漫画『復讐の毒鼓』 ネタバレ小説ブログ

マンガ「復讐の毒鼓」のネタバレを、小説という形でご紹介させていただいているブログです。

復讐の毒鼓 第41話

 皆川はカツアゲをしている自分に声を掛けてきた男の顔を見て、目を疑った。

「神山?」

「いい年こいて、ガキ共の金巻き上げて恥ずかしくねーのか。」

 揉め出した2人を見て、中学生達はチャンスとばかりに一目散に走り去る。

「あ!…チッ!」

「バカ共が。おとなしくしてりゃ取られた金取り戻してやったのに。」

 無力な中学生を憐れむ勇の言葉に、皆川が殺意を漲らせる。

「オイオイ、今のはオレの聞き間違いか?それともてめぇ、とち狂ったか?」

「どっちだっていい。どうせお前はひれ伏すことになる。」

 


「そう構えることねぇよ。いくつか聞きたいことがあってな。」

 泰山高校で倉田が内村・南原の取り調べを始めた頃、早乙女達は早々にそれを嗅ぎつけていた。

「警察が?」

「内村が校内で刺されたらしい。今警察と話してる。」

 佐川の報告に不穏なものを感じた早乙女は、即座に動いた。

「警察が帰ったら、みんなを集めて下さい。」

 


 屋上に集まったナンバーズのメンバーを見て、早乙女は変化に気付いた。右手にギプスをはめた遠藤を問う。

「その手はどうしました?」

「あ…ちょっとケガして…。」

「今いないのは?」

「陣内と列、それに在木と前園が病院にいると連絡が来た。」

 右山の報告を聞きながらメンバーを見渡す早乙女の目に、近江の姿が映った。

「顔どうしました?」

「いや、ちょっと運動してて…。」

(コイツら…。)

「16位から20位まで、どこかおかしい。それに内村もだ。なんかニオわねぇか?」

 佐川の言葉と、一部の親衛隊員の怪我。他のメンバーの神妙な面持ち。疑惑が募る。

「3週間…謹慎期間だと言ったはずです。にも関わらず、序列崩しをしようとした者がいるみたいですね。」

「序列崩し?」

「16位から20位まで張り合ったんだろう…。でなきゃ説明がつかん。」

 早乙女の話に佐川が感じた疑問に右山が答える。

「遠藤は自分が事実上20位だと思って参加したはず。」

「なるほどな。」

 早乙女はこの中に皆川がいないことにも気付いたが、連絡の返事がないとの佐川からの報告に、一層怒りを募らせた。

「…なめられたもんですね。」

 早乙女は下の者の1人に、この集まりが終わり次第皆川を捕まえるよう命を下すと、再び近江を問い詰めた。

「近江。顔まで殴られたんですか?」

「いえ、さっき言った通り運動してて…。」

「私の目が節穴だと思ってるんですか。」

 内心肝を冷やしながらも、近江はなんとか取り繕おうとした。だが、やはり早乙女の目を謀るには至らない。近江は早乙女の発する圧力に、ただ黙って固唾を飲んだ。

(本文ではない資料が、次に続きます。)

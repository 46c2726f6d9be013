//! HTTP transport behind the catalog client

use std::time::Duration;

use async_trait::async_trait;
use reqwest::Client as HttpClient;
use reqwest::header::{HeaderMap, HeaderValue};

use crate::error::{Error, Result};

/// How this library introduces itself to the service's access logs.
const USER_AGENT: &str = "OrangeFoxAPI-rslib";

/// Whole-request budget for a single catalog call.
const REQUEST_TIMEOUT: Duration = Duration::from_secs(30);

/// Status and body of one response, whatever the status was.
#[derive(Debug, Clone)]
pub struct RawResponse {
    /// HTTP status code
    pub status: u16,
    /// Response body as text
    pub body: String,
}

/// Which client variant a transport serves. Shows up as the suffix of the
/// `lib-version` request header.
#[derive(Debug, Clone, Copy, PartialEq, Eq)]
pub enum TransportMode {
    Async,
    Blocking,
}

impl TransportMode {
    fn as_str(self) -> &'static str {
        match self {
            TransportMode::Async => "async",
            TransportMode::Blocking => "blocking",
        }
    }
}

/// Abstract fetch capability the client runs on.
///
/// Implementations issue a plain GET and report status and body without
/// interpreting either; error mapping happens in the client.
#[async_trait]
pub trait Transport: Send + Sync {
    /// Fetch `url` and hand back whatever came over the wire.
    async fn get(&self, url: &str) -> Result<RawResponse>;

    /// Release any long-lived connection state. The default does nothing.
    async fn close(&self) {}
}

/// Default transport: a pooled reqwest client with rustls TLS.
///
/// Every request carries the `User-Agent`, `lib-version` and
/// `rust-version` headers the service expects from its client libraries.
pub struct HttpTransport {
    http: HttpClient,
}

impl HttpTransport {
    /// Build a transport with certificate verification on.
    pub fn new(mode: TransportMode) -> Result<Self> {
        Self::with_options(mode, true)
    }

    /// Build a transport, optionally skipping TLS certificate
    /// verification. Only turn `verify_tls` off against hosts you control.
    pub fn with_options(mode: TransportMode, verify_tls: bool) -> Result<Self> {
        let lib_version = format!("{}-{}", env!("CARGO_PKG_VERSION"), mode.as_str());

        let mut headers = HeaderMap::new();
        headers.insert(
            "lib-version",
            HeaderValue::from_str(&lib_version).map_err(|e| Error::Client(e.to_string()))?,
        );
        headers.insert(
            "rust-version",
            HeaderValue::from_static(env!("CARGO_PKG_RUST_VERSION")),
        );

        let http = HttpClient::builder()
            .user_agent(USER_AGENT)
            .default_headers(headers)
            .timeout(REQUEST_TIMEOUT)
            .danger_accept_invalid_certs(!verify_tls)
            .build()
            .map_err(|e| Error::Client(e.to_string()))?;

        Ok(Self { http })
    }
}

#[async_trait]
impl Transport for HttpTransport {
    async fn get(&self, url: &str) -> Result<RawResponse> {
        let response = self.http.get(url).send().await?;
        let status = response.status().as_u16();
        let body = response.text().await?;

        Ok(RawResponse { status, body })
    }
}

#[cfg(test)]
mod tests {
    use super::*;

    #[test]
    fn test_mode_suffixes() {
        assert_eq!(TransportMode::Async.as_str(), "async");
        assert_eq!(TransportMode::Blocking.as_str(), "blocking");
    }

    #[test]
    fn test_transports_build_in_both_modes() {
        assert!(HttpTransport::new(TransportMode::Async).is_ok());
        assert!(HttpTransport::with_options(TransportMode::Blocking, false).is_ok());
    }
}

「週末だからって喧嘩してる奴が何人かいますが、顔に傷はつくらないでください。先生に追求されたら面倒なことになりますから。ようやく1週間が過ぎました。この1週間の過ちはすべて水に流します。その代わり、これから謹慎期間中になにか問題を起こしたのが発覚した場合…。」

 早乙女の雰囲気が急におどろおどろしいものに変わる。人の情けなど微塵も感じられない冷め切った目で続けた早乙女の一言に、その場にいる全員が凍りついた。

「皆殺し…です。」

「内村。南原。」

「はい!」

 早乙女からの突然の呼び掛けに、2人は慌てて返事をする。